** Opening Data provided block **

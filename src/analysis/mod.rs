// Pure derivations over fetched tables: windowing, markers, summary ranking
pub mod investment_markers;
pub mod series_filter;
pub mod summary_stats;

// Re-export commonly used types
pub use investment_markers::{InvestmentMarker, InvestmentMarkers, build_markers};
pub use series_filter::{filter_window, window_for_dates};
pub use summary_stats::{
    CellColor, ColorScale, SummaryMetric, SummaryRange, SummaryRanges, compute_summary_range,
};
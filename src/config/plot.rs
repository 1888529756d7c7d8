//! Plot visualization configuration

use eframe::egui::Color32;

pub struct PlotConfig {
    /// Price line, filled down to the bottom of the plot
    pub price_line_color: Color32,
    pub price_line_width: f32,
    /// Investment bubbles drawn over the price line
    pub marker_color: Color32,
    /// Bubble radius (points) for the smallest and largest non-zero investment
    pub marker_radius_range: (f64, f64),
    /// Categorical palette for comparison series, cycled by insertion order ("Set1")
    pub comparison_palette: &'static [&'static str],
    pub comparison_line_width: f32,
    /// Summary table cell gradient, worst to best
    pub summary_gradient_colors: &'static [&'static str],
    /// Opacity applied to summary cell colours so the text stays readable
    pub summary_cell_opacity_pct: f32,
    pub price_plot_height: f32,
    pub comparison_plot_height: f32,
    /// Radius of the dots on comparison lines
    pub comparison_point_radius: f32,
}

pub const PLOT_CONFIG: PlotConfig = PlotConfig {
    price_line_color: Color32::from_rgb(54, 162, 235),
    price_line_width: 1.5,
    marker_color: Color32::from_rgb(255, 99, 132),
    marker_radius_range: (2.0, 7.0),
    comparison_palette: &[
        "#e41a1c", // Red
        "#377eb8", // Blue
        "#4daf4a", // Green
        "#984ea3", // Purple
        "#ff7f00", // Orange
        "#ffff33", // Yellow
        "#a65628", // Brown
        "#f781bf", // Pink
        "#999999", // Grey
    ],
    comparison_line_width: 1.5,
    summary_gradient_colors: &[
        "#F1948A", // Soft red
        "#FAFA33", // Yellow
        "#58D68D", // Soft green
    ],
    summary_cell_opacity_pct: 0.85,
    price_plot_height: 320.0,
    comparison_plot_height: 220.0,
    comparison_point_radius: 1.5,
};
// ============================================================================
// Form state
// ============================================================================

#[derive(Debug, Clone, PartialEq, Serialize, Deserialize)]
pub struct StrategyForm {
    pub initial_investment: f64,
    pub regular_investment: f64,
    pub regular_investment_frequency: Frequency,
    pub strategy: Option<String>,
    pub start_date: Option<NaiveDate>,
    /// Strategy-specific parameters as entered (text), keyed by parameter name.
    pub parameters: BTreeMap<String, String>,
}

impl Default for StrategyForm {
    fn default() -> Self {
        Self {
            initial_investment: FORM_DEFAULTS.initial_investment,
            regular_investment: FORM_DEFAULTS.regular_investment,
            regular_investment_frequency: FORM_DEFAULTS.frequency,
            strategy: None,
            start_date: None,
            parameters: BTreeMap::new(),
        }
    }
}

impl StrategyForm {
    /// Fresh form pointing at the first catalog strategy with all defaults filled in.
    pub fn with_catalog(catalog: &StrategyCatalog, start_date: Option<NaiveDate>) -> Self {
        Self {
            strategy: catalog.first_key().map(str::to_string),
            start_date,
            parameters: catalog.default_parameters(),
            ..Self::default()
        }
    }

    /// The cadence only matters once a strategy is picked and money is added regularly.
    pub fn frequency_enabled(&self) -> bool {
        self.strategy.is_some() && self.regular_investment != 0.0
    }

    pub fn parameter_text(&self, spec: &ParameterSpec) -> String {
        self.parameters
            .get(&spec.name)
            .cloned()
            .unwrap_or_else(|| spec.default_text())
    }

    /// One `strategy` entry of the submission body, parameters coerced to their declared type.
    pub fn to_request_entry(&self, catalog: &StrategyCatalog) -> Result<Map<String, Value>> {
        let key = self
            .strategy
            .as_deref()
            .ok_or_else(|| anyhow!("no strategy selected"))?;
        let definition = catalog
            .get(key)
            .ok_or_else(|| anyhow!("unknown strategy '{}'", key))?;
        let start_date = self
            .start_date
            .ok_or_else(|| anyhow!("no start date selected"))?;

        let mut entry = Map::new();
        entry.insert("initial_investment".into(), json_number(self.initial_investment)?);
        entry.insert("regular_investment".into(), json_number(self.regular_investment)?);
        entry.insert(
            "regular_investment_frequency".into(),
            Value::String(self.regular_investment_frequency.to_string()),
        );
        entry.insert("strategy".into(), Value::String(key.to_string()));
        entry.insert("start_date".into(), Value::String(format_date(start_date)));

        for spec in &definition.parameters {
            let value = spec
                .coerce(&self.parameter_text(spec))
                .with_context(|| format!("strategy {}", definition.display_name))?;
            entry.insert(spec.name.clone(), value);
        }
        Ok(entry)
    }
}

fn json_number(value: f64) -> Result<Value> {
    Number::from_f64(value)
        .map(Value::Number)
        .ok_or_else(|| anyhow!("amount must be a finite number"))
}

/// Earliest and latest selectable start date for a price history.
/// The last day is excluded so a strategy always covers at least one step.
pub fn start_date_bounds(table: &TimeSeriesTable) -> Option<(NaiveDate, NaiveDate)> {
    let earliest = table.first_date()?;
    let latest = subtract_days(table.last_date()?, 1).max(earliest);
    Some((earliest, latest))
}

// ============================================================================
// Comparison set
// ============================================================================

/// Strategy forms queued for a side-by-side run, named `<Strategy>_<n>`.
#[derive(Debug, Clone, Default, PartialEq)]
pub struct ComparisonSet {
    forms: Named<StrategyForm>,
}

impl ComparisonSet {
    pub fn new() -> Self {
        Self::default()
    }

    pub fn is_empty(&self) -> bool {
        self.forms.is_empty()
    }

    pub fn len(&self) -> usize {
        self.forms.len()
    }

    pub fn get(&self, name: &str) -> Option<&StrategyForm> {
        self.forms.get(name)
    }

    pub fn names(&self) -> impl Iterator<Item = &str> {
        self.forms.names()
    }

    pub fn iter(&self) -> impl Iterator<Item = (&str, &StrategyForm)> {
        self.forms.iter()
    }

    /// Add a copy of `form` and return the name it was stored under.
    pub fn add(&mut self, form: StrategyForm) -> Result<String> {
        let key = form
            .strategy
            .clone()
            .ok_or_else(|| anyhow!("pick a strategy before adding it to the comparison"))?;

        let last_instance = self
            .forms
            .iter()
            .filter(|(_, existing)| existing.strategy.as_deref() == Some(key.as_str()))
            .filter_map(|(name, _)| name.rsplit('_').next()?.parse::<u32>().ok())
            .max()
            .unwrap_or(0);

        let name = format!("{}_{}", key, last_instance + 1);
        self.forms.insert(name.clone(), form);
        Ok(name)
    }

    /// Overwrite an existing entry. Returns `false` if `name` is unknown.
    pub fn update(&mut self, name: &str, form: StrategyForm) -> bool {
        if !self.forms.contains(name) {
            return false;
        }
        self.forms.insert(name, form);
        true
    }

    pub fn remove(&mut self, name: &str) -> Option<StrategyForm> {
        self.forms.remove(name)
    }
}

** Closing Data provided block **

Retype all of the records above without a single alteration.

* **Reply**
filename src/analysis/mod.rs
// Pure derivations over fetched tables: windowing, markers, summary ranking
pub mod investment_markers;
pub mod series_filter;
pub mod summary_stats;

// Re-export commonly used types
pub use investment_markers::{InvestmentMarker, InvestmentMarkers, build_markers};
pub use series_filter::{filter_window, window_for_dates};
pub use summary_stats::{
    CellColor, ColorScale, SummaryMetric, SummaryRange, SummaryRanges, compute_summary_range,
};
filename src/config/plot.rs
repository 1888529756d7c7d8
//! Plot visualization configuration

use eframe::egui::Color32;

pub struct PlotConfig {
    /// Price line, filled down to the bottom of the plot
    pub price_line_color: Color32,
    pub price_line_width: f32,
    /// Investment bubbles drawn over the price line
    pub marker_color: Color32,
    /// Bubble radius (points) for the smallest and largest non-zero investment
    pub marker_radius_range: (f64, f64),
    /// Categorical palette for comparison series, cycled by insertion order ("Set1")
    pub comparison_palette: &'static [&'static str],
    pub comparison_line_width: f32,
    /// Summary table cell gradient, worst to best
    pub summary_gradient_colors: &'static [&'static str],
    /// Opacity applied to summary cell colours so the text stays readable
    pub summary_cell_opacity_pct: f32,
    pub price_plot_height: f32,
    pub comparison_plot_height: f32,
    /// Radius of the dots on comparison lines
    pub comparison_point_radius: f32,
}

pub const PLOT_CONFIG: PlotConfig = PlotConfig {
    price_line_color: Color32::from_rgb(54, 162, 235),
    price_line_width: 1.5,
    marker_color: Color32::from_rgb(255, 99, 132),
    marker_radius_range: (2.0, 7.0),
    comparison_palette: &[
        "#e41a1c", // Red
        "#377eb8", // Blue
        "#4daf4a", // Green
        "#984ea3", // Purple
        "#ff7f00", // Orange
        "#ffff33", // Yellow
        "#a65628", // Brown
        "#f781bf", // Pink
        "#999999", // Grey
    ],
    comparison_line_width: 1.5,
    summary_gradient_colors: &[
        "#F1948A", // Soft red
        "#FAFA33", // Yellow
        "#58D68D", // Soft green
    ],
    summary_cell_opacity_pct: 0.85,
    price_plot_height: 320.0,
    comparison_plot_height: 220.0,
    comparison_point_radius: 1.5,
};
// ============================================================================
// Form state
// ============================================================================

#[derive(Debug, Clone, PartialEq, Serialize, Deserialize)]
pub struct StrategyForm {
    pub initial_investment: f64,
    pub regular_investment: f64,
    pub regular_investment_frequency: Frequency,
    pub strategy: Option<String>,
    pub start_date: Option<NaiveDate>,
    /// Strategy-specific parameters as entered (text), keyed by parameter name.
    pub parameters: BTreeMap<String, String>,
}

impl Default for StrategyForm {
    fn default() -> Self {
        Self {
            initial_investment: FORM_DEFAULTS.initial_investment,
            regular_investment: FORM_DEFAULTS.regular_investment,
            regular_investment_frequency: FORM_DEFAULTS.frequency,
            strategy: None,
            start_date: None,
            parameters: BTreeMap::new(),
        }
    }
}

impl StrategyForm {
    /// Fresh form pointing at the first catalog strategy with all defaults filled in.
    pub fn with_catalog(catalog: &StrategyCatalog, start_date: Option<NaiveDate>) -> Self {
        Self {
            strategy: catalog.first_key().map(str::to_string),
            start_date,
            parameters: catalog.default_parameters(),
            ..Self::default()
        }
    }

    /// The cadence only matters once a strategy is picked and money is added regularly.
    pub fn frequency_enabled(&self) -> bool {
        self.strategy.is_some() && self.regular_investment != 0.0
    }

    pub fn parameter_text(&self, spec: &ParameterSpec) -> String {
        self.parameters
            .get(&spec.name)
            .cloned()
            .unwrap_or_else(|| spec.default_text())
    }

    /// One `strategy` entry of the submission body, parameters coerced to their declared type.
    pub fn to_request_entry(&self, catalog: &StrategyCatalog) -> Result<Map<String, Value>> {
        let key = self
            .strategy
            .as_deref()
            .ok_or_else(|| anyhow!("no strategy selected"))?;
        let definition = catalog
            .get(key)
            .ok_or_else(|| anyhow!("unknown strategy '{}'", key))?;
        let start_date = self
            .start_date
            .ok_or_else(|| anyhow!("no start date selected"))?;

        let mut entry = Map::new();
        entry.insert("initial_investment".into(), json_number(self.initial_investment)?);
        entry.insert("regular_investment".into(), json_number(self.regular_investment)?);
        entry.insert(
            "regular_investment_frequency".into(),
            Value::String(self.regular_investment_frequency.to_string()),
        );
        entry.insert("strategy".into(), Value::String(key.to_string()));
        entry.insert("start_date".into(), Value::String(format_date(start_date)));

        for spec in &definition.parameters {
            let value = spec
                .coerce(&self.parameter_text(spec))
                .with_context(|| format!("strategy {}", definition.display_name))?;
            entry.insert(spec.name.clone(), value);
        }
        Ok(entry)
    }
}

fn json_number(value: f64) -> Result<Value> {
    Number::from_f64(value)
        .map(Value::Number)
        .ok_or_else(|| anyhow!("amount must be a finite number"))
}

/// Earliest and latest selectable start date for a price history.
/// The last day is excluded so a strategy always covers at least one step.
pub fn start_date_bounds(table: &TimeSeriesTable) -> Option<(NaiveDate, NaiveDate)> {
    let earliest = table.first_date()?;
    let latest = subtract_days(table.last_date()?, 1).max(earliest);
    Some((earliest, latest))
}

// ============================================================================
// Comparison set
// ============================================================================

/// Strategy forms queued for a side-by-side run, named `<Strategy>_<n>`.
#[derive(Debug, Clone, Default, PartialEq)]
pub struct ComparisonSet {
    forms: Named<StrategyForm>,
}

impl ComparisonSet {
    pub fn new() -> Self {
        Self::default()
    }

    pub fn is_empty(&self) -> bool {
        self.forms.is_empty()
    }

    pub fn len(&self) -> usize {
        self.forms.len()
    }

    pub fn get(&self, name: &str) -> Option<&StrategyForm> {
        self.forms.get(name)
    }

    pub fn names(&self) -> impl Iterator<Item = &str> {
        self.forms.names()
    }

    pub fn iter(&self) -> impl Iterator<Item = (&str, &StrategyForm)> {
        self.forms.iter()
    }

    /// Add a copy of `form` and return the name it was stored under.
    pub fn add(&mut self, form: StrategyForm) -> Result<String> {
        let key = form
            .strategy
            .clone()
            .ok_or_else(|| anyhow!("pick a strategy before adding it to the comparison"))?;

        let last_instance = self
            .forms
            .iter()
            .filter(|(_, existing)| existing.strategy.as_deref() == Some(key.as_str()))
            .filter_map(|(name, _)| name.rsplit('_').next()?.parse::<u32>().ok())
            .max()
            .unwrap_or(0);

        let name = format!("{}_{}", key, last_instance + 1);
        self.forms.insert(name.clone(), form);
        Ok(name)
    }

    /// Overwrite an existing entry. Returns `false` if `name` is unknown.
    pub fn update(&mut self, name: &str, form: StrategyForm) -> bool {
        if !self.forms.contains(name) {
            return false;
        }
        self.forms.insert(name, form);
        true
    }

    pub fn remove(&mut self, name: &str) -> Option<StrategyForm> {
        self.forms.remove(name)
    }
}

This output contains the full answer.